The problem:
Which lines below contain the word "resized"? Copy each of them.

[Saved entries]
--------------------------------------------------
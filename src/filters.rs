//! Streaming fixed-window statistical filters.
//!
//! Each filter owns a window of the last `capacity` samples, zero-filled at
//! construction, and emits one running statistic per input sample. The
//! common contract is [`StreamingFilter`]; the three variants are selected
//! at construction time. Instances are exclusively owned and driven by a
//! single sample stream; callers sharing one across threads must serialize
//! access themselves.
//!
//! `resize` always clears buffered history, for shrinking and growing
//! alike, so the window aggregates can never disagree with the buffer
//! contents. A resized filter behaves exactly like a freshly constructed
//! one of the new capacity.

use alloc::collections::{BTreeMap, VecDeque};
use alloc::vec::Vec;
use core::cmp::Ordering;

use crate::error::{DspError, Result};
use crate::num::Float;

/// Common contract of the moving median/average/RMS filters.
pub trait StreamingFilter<T: Float> {
    /// Current window capacity.
    fn size(&self) -> usize;

    /// Change the window capacity, clearing buffered history. Fails with
    /// [`DspError::InvalidCapacity`] for a zero capacity.
    fn resize(&mut self, capacity: usize) -> Result<()>;

    /// Push one sample, evict the oldest, and emit the statistic over the
    /// updated window.
    fn process(&mut self, sample: T) -> T;

    /// Batch form of [`StreamingFilter::process`]; causal, the output has
    /// the same length as the input.
    fn filter(&mut self, input: &[T]) -> Vec<T> {
        input.iter().map(|&x| self.process(x)).collect()
    }
}

fn zero_window<T: Float>(capacity: usize) -> VecDeque<T> {
    let mut window = VecDeque::with_capacity(capacity);
    window.resize(capacity, T::zero());
    window
}

fn check_capacity(capacity: usize) -> Result<()> {
    if capacity == 0 {
        Err(DspError::InvalidCapacity)
    } else {
        Ok(())
    }
}

/// Moving arithmetic mean with an O(1) running sum.
pub struct MovingAverage<T: Float> {
    window: VecDeque<T>,
    sum: T,
}

impl<T: Float> MovingAverage<T> {
    pub fn new(capacity: usize) -> Result<Self> {
        check_capacity(capacity)?;
        Ok(Self {
            window: zero_window(capacity),
            sum: T::zero(),
        })
    }
}

impl<T: Float> StreamingFilter<T> for MovingAverage<T> {
    fn size(&self) -> usize {
        self.window.len()
    }

    fn resize(&mut self, capacity: usize) -> Result<()> {
        check_capacity(capacity)?;
        log::debug!("moving-average resize to {}: history cleared", capacity);
        self.window = zero_window(capacity);
        self.sum = T::zero();
        Ok(())
    }

    fn process(&mut self, sample: T) -> T {
        let evicted = self.window.pop_front().unwrap_or_else(T::zero);
        self.sum -= evicted;
        self.sum += sample;
        self.window.push_back(sample);
        self.sum / T::from_usize(self.window.len()).unwrap_or_else(T::one)
    }
}

/// Moving root mean square with an O(1) running sum of squares.
pub struct MovingRms<T: Float> {
    window: VecDeque<T>,
    sum_sq: T,
}

impl<T: Float> MovingRms<T> {
    pub fn new(capacity: usize) -> Result<Self> {
        check_capacity(capacity)?;
        Ok(Self {
            window: zero_window(capacity),
            sum_sq: T::zero(),
        })
    }
}

impl<T: Float> StreamingFilter<T> for MovingRms<T> {
    fn size(&self) -> usize {
        self.window.len()
    }

    fn resize(&mut self, capacity: usize) -> Result<()> {
        check_capacity(capacity)?;
        log::debug!("moving-rms resize to {}: history cleared", capacity);
        self.window = zero_window(capacity);
        self.sum_sq = T::zero();
        Ok(())
    }

    fn process(&mut self, sample: T) -> T {
        let evicted = self.window.pop_front().unwrap_or_else(T::zero);
        self.sum_sq -= evicted * evicted;
        self.sum_sq += sample * sample;
        self.window.push_back(sample);
        // Cancellation can leave a tiny negative residue.
        if self.sum_sq < T::zero() {
            self.sum_sq = T::zero();
        }
        (self.sum_sq / T::from_usize(self.window.len()).unwrap_or_else(T::one)).sqrt()
    }
}

/// Total-order key so floats can live in a `BTreeMap` multiset.
#[derive(Clone, Copy, Debug)]
struct OrdKey<T: Float>(T);

impl<T: Float> PartialEq for OrdKey<T> {
    fn eq(&self, other: &Self) -> bool {
        self.0.total_cmp(other.0) == Ordering::Equal
    }
}
impl<T: Float> Eq for OrdKey<T> {}
impl<T: Float> PartialOrd for OrdKey<T> {
    fn partial_cmp(&self, other: &Self) -> Option<Ordering> {
        Some(self.cmp(other))
    }
}
impl<T: Float> Ord for OrdKey<T> {
    fn cmp(&self, other: &Self) -> Ordering {
        self.0.total_cmp(other.0)
    }
}

type Multiset<T> = BTreeMap<OrdKey<T>, usize>;

fn multiset_insert<T: Float>(set: &mut Multiset<T>, value: T) {
    *set.entry(OrdKey(value)).or_insert(0) += 1;
}

fn multiset_remove<T: Float>(set: &mut Multiset<T>, value: T) {
    if let Some(count) = set.get_mut(&OrdKey(value)) {
        *count -= 1;
        if *count == 0 {
            set.remove(&OrdKey(value));
        }
    } else {
        debug_assert!(false, "value missing from median multiset");
    }
}

/// Order-statistics structure holding the window split into two balanced
/// multisets: `low` keeps the smaller half (its maximum is the lower middle
/// sample), `high` the larger half. Insert, evict and median query are all
/// O(log n).
struct MedianTracker<T: Float> {
    low: Multiset<T>,
    high: Multiset<T>,
    low_len: usize,
    high_len: usize,
}

impl<T: Float> MedianTracker<T> {
    fn with_zeros(capacity: usize) -> Self {
        let mut tracker = Self {
            low: BTreeMap::new(),
            high: BTreeMap::new(),
            low_len: 0,
            high_len: 0,
        };
        for _ in 0..capacity {
            tracker.insert(T::zero());
        }
        tracker
    }

    fn max_low(&self) -> Option<T> {
        self.low.last_key_value().map(|(k, _)| k.0)
    }

    fn min_high(&self) -> Option<T> {
        self.high.first_key_value().map(|(k, _)| k.0)
    }

    fn insert(&mut self, value: T) {
        match self.max_low() {
            Some(boundary) if value.total_cmp(boundary) == Ordering::Greater => {
                multiset_insert(&mut self.high, value);
                self.high_len += 1;
            }
            _ => {
                multiset_insert(&mut self.low, value);
                self.low_len += 1;
            }
        }
        self.rebalance();
    }

    fn remove(&mut self, value: T) {
        // Every element of `low` is <= every element of `high`, so the
        // boundary comparison decides which side holds the value.
        let in_low = match self.max_low() {
            Some(boundary) => value.total_cmp(boundary) != Ordering::Greater,
            None => false,
        };
        if in_low {
            multiset_remove(&mut self.low, value);
            self.low_len -= 1;
        } else {
            multiset_remove(&mut self.high, value);
            self.high_len -= 1;
        }
        self.rebalance();
    }

    /// Keep `low_len == high_len` or `low_len == high_len + 1`.
    fn rebalance(&mut self) {
        while self.low_len > self.high_len + 1 {
            let moved = self.max_low().unwrap_or_else(T::zero);
            multiset_remove(&mut self.low, moved);
            multiset_insert(&mut self.high, moved);
            self.low_len -= 1;
            self.high_len += 1;
        }
        while self.high_len > self.low_len {
            let moved = self.min_high().unwrap_or_else(T::zero);
            multiset_remove(&mut self.high, moved);
            multiset_insert(&mut self.low, moved);
            self.high_len -= 1;
            self.low_len += 1;
        }
    }

    /// Median over the tracked window; averages the two middle samples for
    /// even window lengths.
    fn median(&self) -> T {
        let lower = self.max_low().unwrap_or_else(T::zero);
        if self.low_len > self.high_len {
            lower
        } else {
            let upper = self.min_high().unwrap_or_else(T::zero);
            (lower + upper) / T::from_f32(2.0)
        }
    }
}

/// Moving median backed by [`MedianTracker`].
pub struct MovingMedian<T: Float> {
    window: VecDeque<T>,
    tracker: MedianTracker<T>,
}

impl<T: Float> MovingMedian<T> {
    pub fn new(capacity: usize) -> Result<Self> {
        check_capacity(capacity)?;
        Ok(Self {
            window: zero_window(capacity),
            tracker: MedianTracker::with_zeros(capacity),
        })
    }
}

impl<T: Float> StreamingFilter<T> for MovingMedian<T> {
    fn size(&self) -> usize {
        self.window.len()
    }

    fn resize(&mut self, capacity: usize) -> Result<()> {
        check_capacity(capacity)?;
        log::debug!("moving-median resize to {}: history cleared", capacity);
        self.window = zero_window(capacity);
        self.tracker = MedianTracker::with_zeros(capacity);
        Ok(())
    }

    fn process(&mut self, sample: T) -> T {
        let evicted = self.window.pop_front().unwrap_or_else(T::zero);
        self.tracker.remove(evicted);
        self.tracker.insert(sample);
        self.window.push_back(sample);
        self.tracker.median()
    }
}

#[cfg(test)]
mod tests {
    use super::*;
    use alloc::boxed::Box;
    use alloc::vec;

    #[test]
    fn moving_average_reference_scenario() {
        let mut filt = MovingAverage::<f64>::new(3).unwrap();
        let out = filt.filter(&[1.0, 2.0, 3.0, 4.0]);
        let expected = [1.0 / 3.0, 1.0, 2.0, 3.0];
        for (a, b) in out.iter().zip(expected.iter()) {
            assert!((a - b).abs() < 1e-12, "{} vs {}", a, b);
        }
    }

    #[test]
    fn moving_rms_over_constant_input() {
        let mut filt = MovingRms::<f64>::new(4).unwrap();
        let out = filt.filter(&[2.0; 8]);
        // Once the window is saturated the RMS equals the input level.
        assert!((out[3] - 2.0).abs() < 1e-12);
        assert!((out[7] - 2.0).abs() < 1e-12);
        // Zero-filled warm-up: sqrt(k * 4 / 4) after k samples.
        assert!((out[0] - 1.0).abs() < 1e-12);
    }

    #[test]
    fn moving_median_tracks_sorted_window() {
        let mut filt = MovingMedian::<f64>::new(3).unwrap();
        let input = [5.0, 1.0, 4.0, 2.0, 8.0, 3.0];
        let out = filt.filter(&input);
        // Windows: [0,0,5] [0,5,1] [5,1,4] [1,4,2] [4,2,8] [2,8,3]
        let expected = [0.0, 1.0, 4.0, 2.0, 4.0, 3.0];
        for (a, b) in out.iter().zip(expected.iter()) {
            assert!((a - b).abs() < 1e-12, "{:?} vs {:?}", out, expected);
        }
    }

    #[test]
    fn median_even_capacity_averages_middles() {
        let mut filt = MovingMedian::<f64>::new(4).unwrap();
        filt.process(1.0);
        filt.process(2.0);
        filt.process(3.0);
        // Window [0,1,2,3]: middles 1 and 2.
        let m = filt.process(4.0); // window [1,2,3,4]
        assert!((m - 2.5).abs() < 1e-12);
    }

    #[test]
    fn median_agrees_with_sorted_reference() {
        use rand::rngs::StdRng;
        use rand::{Rng, SeedableRng};
        let mut rng = StdRng::seed_from_u64(7);
        let capacity = 9;
        let mut filt = MovingMedian::<f64>::new(capacity).unwrap();
        let mut window: VecDeque<f64> = VecDeque::from(vec![0.0; capacity]);
        for _ in 0..500 {
            let x: f64 = rng.gen_range(-100.0..100.0);
            window.pop_front();
            window.push_back(x);
            let mut sorted: Vec<f64> = window.iter().copied().collect();
            sorted.sort_by(f64::total_cmp);
            let expected = sorted[capacity / 2];
            let got = filt.process(x);
            assert!((got - expected).abs() < 1e-12, "{} vs {}", got, expected);
        }
    }

    #[test]
    fn size_reports_capacity() {
        let filt = MovingAverage::<f64>::new(5).unwrap();
        assert_eq!(filt.size(), 5);
    }

    #[test]
    fn zero_capacity_is_rejected() {
        assert!(MovingAverage::<f64>::new(0).is_err());
        assert!(MovingRms::<f64>::new(0).is_err());
        assert!(MovingMedian::<f64>::new(0).is_err());
        let mut filt = MovingAverage::<f64>::new(2).unwrap();
        assert_eq!(filt.resize(0), Err(DspError::InvalidCapacity));
        assert_eq!(filt.size(), 2);
    }

    #[test]
    fn resize_clears_history() {
        let mut filt = MovingAverage::<f64>::new(3).unwrap();
        filt.filter(&[10.0, 20.0, 30.0]);
        filt.resize(3).unwrap();
        // After the reset the filter behaves like a fresh instance.
        let fresh = MovingAverage::<f64>::new(3).unwrap().process(6.0);
        assert!((filt.process(6.0) - fresh).abs() < 1e-12);
    }

    #[test]
    fn resize_then_process_matches_fresh_filter() {
        let input = [3.0, -1.0, 4.0, 1.0, -5.0, 9.0];
        for capacity in [2usize, 5] {
            let mut resized = MovingMedian::<f64>::new(7).unwrap();
            resized.filter(&input);
            resized.resize(capacity).unwrap();
            let mut fresh = MovingMedian::<f64>::new(capacity).unwrap();
            assert_eq!(resized.filter(&input), fresh.filter(&input));
        }
    }

    #[test]
    fn variants_share_the_streaming_contract() {
        let mut filters: Vec<Box<dyn StreamingFilter<f64>>> = vec![
            Box::new(MovingAverage::new(4).unwrap()),
            Box::new(MovingRms::new(4).unwrap()),
            Box::new(MovingMedian::new(4).unwrap()),
        ];
        for filt in filters.iter_mut() {
            assert_eq!(filt.size(), 4);
            let out = filt.filter(&[1.0, 2.0, 3.0]);
            assert_eq!(out.len(), 3);
            filt.resize(2).unwrap();
            assert_eq!(filt.size(), 2);
        }
    }
}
--------------------------------------------------
Answer space:
//! contents. A resized filter behaves exactly like a freshly constructed
            let mut resized = MovingMedian::<f64>::new(7).unwrap();
            resized.filter(&input);
            resized.resize(capacity).unwrap();
            assert_eq!(resized.filter(&input), fresh.filter(&input));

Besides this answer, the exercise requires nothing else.